En ce qui concerne les États-Unis, si cela signifie que les Saoudiens perdent face aux producteurs de schiste américain en maintenant les prix du pétrole à la hausse mais en perdant les opportunités d’exportation vers les entreprises américaines, alors c’est dur, dur.

Comme le président américain Donald Trump l’a dit clairement chaque fois qu’il ressent un manque de compréhension de la part de l’Arabie saoudite pour l’énorme avantage que les États-Unis font à la famille dirigeante : « Il [le roi saoudien Salman] ne durerait pas au pouvoir plus de deux semaines sans le soutien de l’armée américaine. »  «La triste vérité sur la réduction de la production de l’OPEP +», Simon Watkins, Oil Price

Trump avait l’impression qu’il devait rappeler aux Saoudiens comment le système fonctionne réellement : Washington donne les ordres et les Saoudiens obéissent.

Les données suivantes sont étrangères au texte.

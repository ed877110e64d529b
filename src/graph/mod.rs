//! 宇宙图：数据模型、Entity Store 与空间布局

pub mod ids;
pub mod layout;
pub mod store;
pub mod types;

pub use ids::IdClock;
pub use layout::{place, Level, LayoutConfig, GOLDEN_ANGLE};
pub use store::{derive_title, EntityRef, EntityStore, GraphError, NewNode};
pub use types::{EntityId, Nexus, NexusKind, Node, NodeKind, NodeMetadata, Snapshot, Universe, Vec3};
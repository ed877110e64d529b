//! 实体 ID 时钟：毫秒时间戳，保证严格单调递增（同一毫秒内或时钟回拨时 +1）

use crate::graph::EntityId;

#[derive(Debug, Clone, Default)]
pub struct IdClock {
    last: i64,
}

impl IdClock {
    pub fn new() -> Self {
        Self::default()
    }

    /// 从已有实体的最大时间戳继续，加载旧宇宙后新 ID 仍排在其后
    pub fn starting_after(floor: i64) -> Self {
        Self { last: floor }
    }

    pub fn tick(&mut self) -> i64 {
        let now = chrono::Utc::now().timestamp_millis();
        self.last = now.max(self.last + 1);
        self.last
    }

    pub fn next_id(&mut self, prefix: &str) -> (EntityId, i64) {
        let stamp = self.tick();
        (EntityId::new(format!("{prefix}_{stamp}")), stamp)
    }
}

#[cfg(test)]
mod tests {
    use super::*;

    #[test]
    fn test_strictly_monotonic() {
        let mut clock = IdClock::new();
        let mut prev = clock.tick();
        for _ in 0..1000 {
            let next = clock.tick();
            assert!(next > prev);
            prev = next;
        }
    }

    #[test]
    fn test_starting_after_future_floor() {
        let floor = chrono::Utc::now().timestamp_millis() + 10_000;
        let mut clock = IdClock::starting_after(floor);
        let (id, stamp) = clock.next_id("node");
        assert_eq!(stamp, floor + 1);
        assert_eq!(id.stamp(), Some(floor + 1));
    }
}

C’est simple, non ? En fait, le prince héritier a déjà considérablement réduit la production de pétrole et se conforme pleinement aux directives de Trump, car il sait que s’il ne le fait pas, il finira comme Saddam Hussein ou Mouammar Kadhafi.

Pendant ce temps, les producteurs américains de pétrole de schiste ne seront pas obligés de faire des réductions ou, comme le dit le New York Times : « Il n’était pas immédiatement clair si l’administration Trump s’était officiellement engagée à réduire la production aux États-Unis. »

Pigé ? Donc, tout le monde réduit la production, tout le monde voit ses revenus diminuer et tout le monde fait ce qu’il faut pour mettre un plancher aux prix. Tout le monde sauf les «exceptionnels» producteurs de pétrole américains des États-Unis d’exception. Ils n’ont pas à faire quoi que ce soit.